La commission des lois de l’Assemblée nationale avait procédé à plusieurs auditions sur ce drame au printemps 2022, dont celles de la cheffe de l’établissement et du directeur de l’administration pénitentiaire, mais plusieurs députés avaient ensuite réclamé une commission d’enquête sur les « dysfonctionnements » ayant permis la mort du militant indépendantiste corse, où les personnes auditionnées doivent prêter serment.

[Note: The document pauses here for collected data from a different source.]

//! Public entity kinds, the relations between them and the native collections behind them.
//!
//! The relation graph is fixed: every relation has one target kind, and the hydrator refuses
//! to re-enter a kind already present on the current path, so nesting depth is bounded by
//! the number of kinds rather than by the client's filter.
use std::fmt;
use std::str::FromStr;

use serde::{Deserialize, Serialize};

use crate::fields::{self, FieldDictionary};

#[derive(Debug, Clone, Copy, PartialEq, Eq, Hash, PartialOrd, Ord, Serialize, Deserialize)]
#[serde(rename_all = "camelCase")]
pub enum EntityKind {
    Dataset,
    Document,
    File,
    Instrument,
    Sample,
    Technique,
    Parameter,
    Member,
    Person,
}

impl EntityKind {
    pub const ALL: [EntityKind; 9] = [
        EntityKind::Dataset,
        EntityKind::Document,
        EntityKind::File,
        EntityKind::Instrument,
        EntityKind::Sample,
        EntityKind::Technique,
        EntityKind::Parameter,
        EntityKind::Member,
        EntityKind::Person,
    ];

    pub fn as_str(self) -> &'static str {
        match self {
            EntityKind::Dataset => "dataset",
            EntityKind::Document => "document",
            EntityKind::File => "file",
            EntityKind::Instrument => "instrument",
            EntityKind::Sample => "sample",
            EntityKind::Technique => "technique",
            EntityKind::Parameter => "parameter",
            EntityKind::Member => "member",
            EntityKind::Person => "person",
        }
    }

    /// Field dictionary for kinds that have primitive fields of their own.
    pub fn dictionary(self) -> Option<&'static FieldDictionary> {
        match self {
            EntityKind::Dataset => Some(&fields::DATASET),
            EntityKind::Document => Some(&fields::DOCUMENT),
            EntityKind::File => Some(&fields::FILE),
            EntityKind::Instrument => Some(&fields::INSTRUMENT),
            EntityKind::Sample => Some(&fields::SAMPLE),
            EntityKind::Technique => Some(&fields::TECHNIQUE),
            EntityKind::Parameter | EntityKind::Member | EntityKind::Person => None,
        }
    }

    /// Relations a client may request on this kind.
    pub fn relations(self) -> &'static [Relation] {
        match self {
            EntityKind::Dataset => &[
                Relation::Document,
                Relation::Files,
                Relation::Instrument,
                Relation::Parameters,
                Relation::Samples,
                Relation::Techniques,
            ],
            EntityKind::Document => &[Relation::Datasets, Relation::Members, Relation::Parameters],
            EntityKind::Member => &[Relation::Person],
            EntityKind::File
            | EntityKind::Instrument
            | EntityKind::Sample
            | EntityKind::Technique
            | EntityKind::Parameter
            | EntityKind::Person => &[],
        }
    }

    pub fn has_relation(self, relation: Relation) -> bool {
        self.relations().contains(&relation)
    }

    /// Native collection holding records of this kind, when it is stored on its own.
    pub fn collection(self) -> Option<Collection> {
        match self {
            EntityKind::Dataset => Some(Collection::Datasets),
            EntityKind::Document => Some(Collection::PublishedData),
            EntityKind::Instrument => Some(Collection::Instruments),
            EntityKind::Sample => Some(Collection::Samples),
            _ => None,
        }
    }
}

impl fmt::Display for EntityKind {
    fn fmt(&self, f: &mut fmt::Formatter<'_>) -> fmt::Result {
        f.write_str(self.as_str())
    }
}

#[derive(Debug, Clone, Copy, PartialEq, Eq, Hash, PartialOrd, Ord, Serialize, Deserialize)]
#[serde(rename_all = "camelCase")]
pub enum Relation {
    Document,
    Datasets,
    Files,
    Instrument,
    Parameters,
    Samples,
    Techniques,
    Members,
    Person,
}

impl Relation {
    pub fn as_str(self) -> &'static str {
        match self {
            Relation::Document => "document",
            Relation::Datasets => "datasets",
            Relation::Files => "files",
            Relation::Instrument => "instrument",
            Relation::Parameters => "parameters",
            Relation::Samples => "samples",
            Relation::Techniques => "techniques",
            Relation::Members => "members",
            Relation::Person => "person",
        }
    }

    pub fn target(self) -> EntityKind {
        match self {
            Relation::Document => EntityKind::Document,
            Relation::Datasets => EntityKind::Dataset,
            Relation::Files => EntityKind::File,
            Relation::Instrument => EntityKind::Instrument,
            Relation::Parameters => EntityKind::Parameter,
            Relation::Samples => EntityKind::Sample,
            Relation::Techniques => EntityKind::Technique,
            Relation::Members => EntityKind::Member,
            Relation::Person => EntityKind::Person,
        }
    }
}

impl fmt::Display for Relation {
    fn fmt(&self, f: &mut fmt::Formatter<'_>) -> fmt::Result {
        f.write_str(self.as_str())
    }
}

#[derive(Debug, Clone, PartialEq, Eq)]
pub struct UnknownRelation(pub String);

impl fmt::Display for UnknownRelation {
    fn fmt(&self, f: &mut fmt::Formatter<'_>) -> fmt::Result {
        write!(f, "unknown relation `{}`", self.0)
    }
}

impl std::error::Error for UnknownRelation {}

impl FromStr for Relation {
    type Err = UnknownRelation;

    fn from_str(s: &str) -> Result<Self, Self::Err> {
        Ok(match s {
            "document" => Relation::Document,
            "datasets" => Relation::Datasets,
            "files" => Relation::Files,
            "instrument" => Relation::Instrument,
            "parameters" => Relation::Parameters,
            "samples" => Relation::Samples,
            "techniques" => Relation::Techniques,
            "members" => Relation::Members,
            "person" => Relation::Person,
            other => return Err(UnknownRelation(other.to_string())),
        })
    }
}

/// Record collections exposed by the backing store.
#[derive(Debug, Clone, Copy, PartialEq, Eq, Hash)]
pub enum Collection {
    Datasets,
    PublishedData,
    Instruments,
    Samples,
}

impl Collection {
    /// URL path segment of the collection.
    pub fn path(self) -> &'static str {
        match self {
            Collection::Datasets => "Datasets",
            Collection::PublishedData => "PublishedData",
            Collection::Instruments => "Instruments",
            Collection::Samples => "Samples",
        }
    }

    /// Native field used to address a single record.
    pub fn id_field(self) -> &'static str {
        match self {
            Collection::Datasets | Collection::Instruments => "pid",
            Collection::PublishedData => "doi",
            Collection::Samples => "sampleId",
        }
    }
}

impl fmt::Display for Collection {
    fn fmt(&self, f: &mut fmt::Formatter<'_>) -> fmt::Result {
        f.write_str(self.path())
    }
}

Cette commission a révélé ce mercredi que la veille de l’agression, une surveillante aurait entendu « une conversation de trois détenus dont Franck Elong Abé, où le terme Je vais le tuer est apparu » et elle aurait constaté que ce dernier « vidait sa cellule », selon un document transmis il y a quelques jours par le renseignement pénitentiaire à la commission d’enquête. Or, ces deux observations sont absentes des données transmises par l’administration pénitentiaire et n’ont pas été mentionnées lors des auditions à l’Assemblée, a souligné lors d’une conférence de presse le député nationaliste de Haute-Corse Jean-Félix Acquaviva, président de cette commission.

« Nous avons les plus grandes interrogations et les plus grands doutes (…) quant à la possible tentative d’effacement de ces données » dans le logiciel de l’administration pénitentiaire, a-t-il déclaré. « Nous ne nous interdisons pas tout processus judiciaire » si cette « hypothèse » était avérée, a ajouté le député, au côté du rapporteur de la commission, Laurent Marcangeli (Horizons).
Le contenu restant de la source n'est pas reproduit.